Get your data into AzureML
There are two ways you could simply get your data into your AzureML workspace.
- Option A: Upload your local data into AzureML
- Option B: Create a dataset from an existing storage
For each of those, you need to create a File dataset with your training and testing data, each provided as one unique file.
Run training on your train/test datasets
1. Check out the file `conf/experiments/lightgbm_training/cpu.yaml (see below):
# to execute:
# > python src/pipelines/azureml/lightgbm_training.py --exp-config conf/experiments/lightgbm_training/cpu.yaml
defaults:
- aml: custom
- compute: custom
### CUSTOM PARAMETERS ###
experiment:
name: "lightgbm_training_dev"
description: "something interesting to say about this"
lightgbm_training_config:
# name of your particular benchmark
benchmark_name: "benchmark-dev" # override this with a unique name
# list all the train/test pairs to train on
tasks:
- train:
name: "data-synthetic-regression-100cols-100000samples-train"
test:
name: "data-synthetic-regression-100cols-10000samples-test"

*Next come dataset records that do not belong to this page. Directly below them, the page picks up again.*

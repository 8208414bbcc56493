//! One sync run: fetch versions and publish them concurrently.
//!
//! ```text
//!  ┌──────────┐   bounded mpsc<Version>   ┌────────────┐
//!  │  Fetch   │ ────────────────────────▶ │  Publish   │
//!  └────┬─────┘  closed when fetch ends   └─────┬──────┘
//!       │                                       │
//!       └──────────── run StopToken ────────────┘
//!            (child of the scheduler's token)
//! ```

use std::sync::Arc;
use std::time::Instant;

use thiserror::Error;
use tokio::sync::mpsc;
use tracing::{info, warn};

use versionwatch_adapters::{Fetch, FetchError, Publish, PublishError, StopToken};
use versionwatch_sdk::{NoopObserver, RunOutcome, SyncObserver};

use crate::race::{cancel_on_first_error, Task};

/// Why a sync run failed.
#[derive(Debug, Error)]
pub enum SyncError {
    #[error("fetch versions failed: {0}")]
    Fetch(#[source] FetchError),

    #[error("publish versions failed: {0}")]
    Publish(#[source] PublishError),
}

/// Channel capacity matching the number of CPUs, at least 1.
pub fn default_capacity() -> usize {
    std::thread::available_parallelism()
        .map(|n| n.get())
        .unwrap_or(1)
}

/// Connects a fetcher and a publisher through a bounded channel.
pub struct Syncer<F, P> {
    fetcher: F,
    publisher: P,
    capacity: usize,
    observer: Arc<dyn SyncObserver>,
}

impl<F, P> Syncer<F, P>
where
    F: Fetch,
    P: Publish,
{
    pub fn new(fetcher: F, publisher: P) -> Self {
        Self {
            fetcher,
            publisher,
            capacity: default_capacity(),
            observer: Arc::new(NoopObserver),
        }
    }

    /// Override the channel capacity. Zero is raised to 1.
    pub fn with_capacity(mut self, capacity: usize) -> Self {
        self.capacity = capacity.max(1);
        self
    }

    /// Report run start and outcome to `observer`.
    pub fn with_observer(mut self, observer: Arc<dyn SyncObserver>) -> Self {
        self.observer = observer;
        self
    }

    pub fn capacity(&self) -> usize {
        self.capacity
    }

    /// Run fetch and publish once.
    ///
    /// The first failing phase stops the other and its error is returned.
    /// Stopping `stop` ends the run early without an error.
    pub async fn sync(&self, stop: &StopToken) -> Result<(), SyncError> {
        let started = Instant::now();
        self.observer.run_started();
        info!("sync started");

        let run = stop.child();
        let (tx, rx) = mpsc::channel(self.capacity);

        let fetch_stop = &run;
        let fetch = async move {
            self.fetcher
                .fetch(fetch_stop, tx)
                .await
                .map_err(SyncError::Fetch)
        };
        let publish_stop = &run;
        let publish = async move {
            self.publisher
                .publish(publish_stop, rx)
                .await
                .map_err(SyncError::Publish)
        };
        let tasks: Vec<Task<'_, SyncError>> = vec![Box::pin(fetch), Box::pin(publish)];

        let result = cancel_on_first_error(&run, tasks).await;
        let elapsed = started.elapsed();

        match &result {
            Ok(()) => {
                self.observer.run_finished(RunOutcome::Succeeded, elapsed);
                info!(elapsed_ms = elapsed.as_millis() as u64, "sync finished");
            }
            Err(err) => {
                self.observer.run_finished(RunOutcome::Failed, elapsed);
                warn!(elapsed_ms = elapsed.as_millis() as u64, error = %err, "sync failed");
            }
        }
        result
    }
}

impl<F, P> std::fmt::Debug for Syncer<F, P> {
    fn fmt(&self, f: &mut std::fmt::Formatter<'_>) -> std::fmt::Result {
        f.debug_struct("Syncer")
            .field("capacity", &self.capacity)
            .finish()
    }
}
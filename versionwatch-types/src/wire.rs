//! Schema-registry wire envelope.

use core::fmt;

use crate::{decode_version, encode_version, SerializationError, Version};

/// Format marker that starts every message value.
pub const MAGIC_BYTE: u8 = 0x00;

/// Length of the envelope prefix: magic byte plus a 4 byte schema id.
pub const ENVELOPE_LEN: usize = 5;

/// Identifier of a registered schema version for a subject.
#[derive(Debug, Clone, Copy, PartialEq, Eq, PartialOrd, Ord, Hash, Default)]
#[cfg_attr(feature = "serde", derive(serde::Serialize, serde::Deserialize))]
#[cfg_attr(feature = "serde", serde(transparent))]
pub struct SchemaId(pub u32);

impl SchemaId {
    /// Create a schema id.
    pub const fn new(id: u32) -> Self {
        Self(id)
    }

    /// The raw id.
    pub const fn get(&self) -> u32 {
        self.0
    }

    /// Big-endian encoding as it appears on the wire.
    pub const fn to_be_bytes(&self) -> [u8; 4] {
        self.0.to_be_bytes()
    }
}

impl From<u32> for SchemaId {
    fn from(id: u32) -> Self {
        Self(id)
    }
}

impl fmt::Display for SchemaId {
    fn fmt(&self, f: &mut fmt::Formatter<'_>) -> fmt::Result {
        write!(f, "{}", self.0)
    }
}

/// A message value split into its envelope and payload.
#[derive(Debug, Clone, PartialEq, Eq)]
pub struct WireMessage {
    /// Schema the payload was written with.
    pub schema_id: SchemaId,
    /// Avro binary payload, without the envelope.
    pub payload: Vec<u8>,
}

impl WireMessage {
    /// Encode a version into a complete message value:
    /// `[0x00][schema id, 4 bytes BE][Avro payload]`.
    pub fn encode(version: &Version, schema_id: SchemaId) -> Result<Vec<u8>, SerializationError> {
        let payload = encode_version(version)?;
        let mut bytes = Vec::with_capacity(ENVELOPE_LEN + payload.len());
        bytes.push(MAGIC_BYTE);
        bytes.extend_from_slice(&schema_id.to_be_bytes());
        bytes.extend_from_slice(&payload);
        Ok(bytes)
    }

    /// Strip the envelope from a received message value.
    pub fn decode(bytes: &[u8]) -> Result<Self, SerializationError> {
        if bytes.len() < ENVELOPE_LEN {
            return Err(SerializationError::Envelope(format!(
                "value has {} bytes, need at least {}",
                bytes.len(),
                ENVELOPE_LEN
            )));
        }
        if bytes[0] != MAGIC_BYTE {
            return Err(SerializationError::Envelope(format!(
                "unknown magic byte 0x{:02x}",
                bytes[0]
            )));
        }

        let id = u32::from_be_bytes([bytes[1], bytes[2], bytes[3], bytes[4]]);
        Ok(Self {
            schema_id: SchemaId(id),
            payload: bytes[ENVELOPE_LEN..].to_vec(),
        })
    }

    /// Decode the payload as a version record.
    pub fn version(&self) -> Result<Version, SerializationError> {
        decode_version(&self.payload)
    }
}
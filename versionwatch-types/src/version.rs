//! The version record produced by the catalog fetcher.

use core::fmt;

/// An available version of a tracked application.
///
/// Produced once per catalog tag and consumed once by the publisher.
/// Fields are private so a record cannot change after construction.
#[derive(Debug, Clone, PartialEq, Eq, Hash)]
#[cfg_attr(feature = "serde", derive(serde::Serialize, serde::Deserialize))]
#[cfg_attr(feature = "serde", serde(rename_all = "camelCase"))]
pub struct Version {
    application_name: String,
    number: String,
}

impl Version {
    /// Create a new version record.
    pub fn new(application_name: impl Into<String>, number: impl Into<String>) -> Self {
        Self {
            application_name: application_name.into(),
            number: number.into(),
        }
    }

    /// Name of the application this version belongs to (e.g. "Kubernetes").
    pub fn application_name(&self) -> &str {
        &self.application_name
    }

    /// The version number, exactly as the catalog reported the tag.
    pub fn number(&self) -> &str {
        &self.number
    }

    /// Message key used for partition locality: `"<application_name>-<number>"`.
    pub fn partition_key(&self) -> String {
        format!("{}-{}", self.application_name, self.number)
    }
}

impl fmt::Display for Version {
    fn fmt(&self, f: &mut fmt::Formatter<'_>) -> fmt::Result {
        write!(f, "{} {}", self.application_name, self.number)
    }
}
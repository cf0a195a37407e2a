//! Reference agent: plays a random column that is not full.

use std::io::{self, Read};

use anyhow::Context;
use connect_four_referee::configuration::Rules;
use connect_four_referee::protocol::decode_board;
use rand::seq::IndexedRandom;

fn main() -> anyhow::Result<()> {
    let mut input = String::new();
    io::stdin()
        .read_to_string(&mut input)
        .context("could not read board")?;
    let (board, side) = decode_board(&input, Rules::standard())?;

    let open = (0..board.cols())
        .filter(|&col| !board.top_is_full(col))
        .collect::<Vec<_>>();
    let col = open
        .choose(&mut rand::rng())
        .context("should find at least one non-full column")?;

    println!(
        "playing {} with {} pieces on the board",
        side.symbol(),
        board.piece_count()
    );
    println!("{}", col + 1);
    Ok(())
}
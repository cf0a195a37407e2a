//! One match, from an empty board to its terminal state.
//!
//! The first move that is not valid ends the match: agents get no second chance. Human sources
//! never return an invalid move, they keep prompting instead.

use tracing::{debug, info, instrument, trace, warn};

use crate::board::Board;
use crate::configuration::Rules;
use crate::move_source::{MoveOutcome, MoveSource};
use crate::moves::apply_move;
use crate::player::Side;
use crate::report;
use crate::scorer::{score, TerminalReason};

/// State of a running match.
#[derive(Debug, Clone, Copy, PartialEq, Eq)]
pub enum MatchState {
    /// Waiting for the move of this side.
    AwaitingMove(Side),
    /// The match is over.
    Terminal(TerminalReason),
}

/// How a match ended.
#[derive(Debug, Clone, PartialEq, Eq)]
pub struct MatchResult {
    /// Why the match ended.
    pub reason: TerminalReason,
    /// Points of each player slot.
    pub points: [u32; 2],
    /// Number of move attempts, the failed one included.
    pub moves: usize,
    /// Final position, with the winning line highlighted.
    pub board: Board,
}

/// Play one match on an empty board, `starting` moving first.
///
/// Moves are requested from `sources[side.index()]`. The first move that is not valid ends the
/// match, there are no retries.
///
/// # Errors
/// Only when a source cannot produce a move at all (see [`MoveSource::next_move`]).
#[instrument(skip_all, fields(first = sources[0].name(), second = sources[1].name(), ?starting))]
pub fn run_match(
    rules: Rules,
    sources: &mut [Box<dyn MoveSource>; 2],
    starting: Side,
    verbose: bool,
) -> anyhow::Result<MatchResult> {
    let mut board = Board::empty(rules);
    let mut state = MatchState::AwaitingMove(starting);
    let mut moves = 0;

    let reason = loop {
        let side = match state {
            MatchState::Terminal(reason) => break reason,
            MatchState::AwaitingMove(_) if moves == rules.cell_count() => {
                warn!("move limit reached without a full board");
                break TerminalReason::Tie;
            }
            MatchState::AwaitingMove(side) => side,
        };

        if verbose {
            report::print_board(&board);
        }
        trace!(?side, moves, "player to play");
        let outcome = sources[side.index()].next_move(&board, side)?;
        moves += 1;
        state = advance(&mut board, side, outcome);
    };

    if verbose && matches!(reason, TerminalReason::Win(_) | TerminalReason::Tie) {
        report::print_board(&board);
    }
    let points = score(reason);
    info!(%reason, winner = ?reason.winner(), ?points, moves, "match over");

    Ok(MatchResult {
        reason,
        points,
        moves,
        board,
    })
}

/// Apply the outcome of the move of `side` and find the next state.
pub fn advance(board: &mut Board, side: Side, outcome: MoveOutcome) -> MatchState {
    let column = match outcome {
        MoveOutcome::Valid(column) => column,
        MoveOutcome::Illegal => return MatchState::Terminal(TerminalReason::Illegal(side)),
        MoveOutcome::TimedOut => return MatchState::Terminal(TerminalReason::Timeout(side)),
    };
    if let Err(e) = apply_move(board, column as i64, side) {
        // sources validate their moves, this one lied
        warn!("rejected move from {side:?}: {e}");
        return MatchState::Terminal(TerminalReason::Illegal(side));
    }
    debug!(?side, column, "move applied");

    if board.is_terminal_win() {
        MatchState::Terminal(TerminalReason::Win(side))
    } else if board.is_full() {
        MatchState::Terminal(TerminalReason::Tie)
    } else {
        MatchState::AwaitingMove(side.other())
    }
}

#[cfg(test)]
mod tests {
    use super::*;

    #[test]
    fn test_valid_move_passes_the_turn() {
        let mut board = Board::default();
        let state = advance(&mut board, Side::First, MoveOutcome::Valid(3));
        assert_eq!(state, MatchState::AwaitingMove(Side::Second));
        assert_eq!(board.get(0, 3).owner(), Some(Side::First));
    }

    #[test]
    fn test_failures_end_the_match() {
        let mut board = Board::default();
        assert_eq!(
            advance(&mut board, Side::Second, MoveOutcome::Illegal),
            MatchState::Terminal(TerminalReason::Illegal(Side::Second))
        );
        assert_eq!(
            advance(&mut board, Side::First, MoveOutcome::TimedOut),
            MatchState::Terminal(TerminalReason::Timeout(Side::First))
        );
        assert_eq!(board.piece_count(), 0);
    }

    #[test]
    fn test_lying_source_is_illegal() {
        let mut board = Board::default();
        assert_eq!(
            advance(&mut board, Side::First, MoveOutcome::Valid(9)),
            MatchState::Terminal(TerminalReason::Illegal(Side::First))
        );
    }

    #[test]
    fn test_winning_move() {
        let mut board = Board::default();
        for _ in 0..3 {
            board.place(5, Side::Second);
        }
        assert_eq!(
            advance(&mut board, Side::Second, MoveOutcome::Valid(5)),
            MatchState::Terminal(TerminalReason::Win(Side::Second))
        );
    }

    #[test]
    fn test_win_on_last_cell_is_a_win() {
        let mut board = Board::empty(Rules::new(1, 4, 4).unwrap());
        for col in 0..3 {
            board.place(col, Side::First);
        }
        assert_eq!(
            advance(&mut board, Side::First, MoveOutcome::Valid(3)),
            MatchState::Terminal(TerminalReason::Win(Side::First))
        );
    }

    #[test]
    fn test_filling_move_is_a_tie() {
        let mut board = Board::empty(Rules::new(1, 3, 3).unwrap());
        board.place(0, Side::First);
        board.place(1, Side::Second);
        assert_eq!(
            advance(&mut board, Side::First, MoveOutcome::Valid(2)),
            MatchState::Terminal(TerminalReason::Tie)
        );
    }
}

task_key: "synthetic-regression-100cols" # optional, user to register outputs
# NOTE: this example uses only 1 training (reference)
# see other config files for creating training variants
reference:
framework: lightgbm_python
# input parameters
data:
auto_partitioning: True # inserts partitioning to match expected number of partitions (if nodes*processes > 1)
pre_convert_to_binary: False # inserts convertion of train/test data into binary to speed up training (not compatible with auto_partitioning yet)
header: false
label_column: "0"
group_column: null
# lightgbm training parameters
training:
objective: "regression"
metric: "rmse"
boosting: "gbdt"
tree_learner: "data"
num_iterations: 100
num_leaves: 31
min_data_in_leaf: 20
learning_rate: 0.1
max_bin: 255
feature_fraction: 1.0
# compute parameters
device_type: "cpu"
# you can add anything under custom_params, it will be sent as a dictionary
# to the lightgbm training module to override its parameters (see lightgbm docs for list)
custom_params:
deterministic: True
use_two_round_loading: True
# compute parameters
runtime:
#target: null # optional: force target for this training job
nodes: 1
processes: 1
# model registration
# naming convention: "{register_model_prefix}-{task_key}-{num_iterations}trees-{num_leaves}leaves-{register_model_suffix}"
output:
register_model: False
#register_model_prefix: "model"
#register_model_suffix: null
2. Modify the lines below to reflect the name of your input train/test datasets:
# list all the train/test pairs to train on
tasks:
- train:
name: "NAME OF YOUR TRAINING DATASET HERE"
test:
name: "NAME OF YOUR TESTING DATASET HERE"
Hint
tasks
is actually a list, if you provide multiple entries, the pipeline will train one model per train/test pair.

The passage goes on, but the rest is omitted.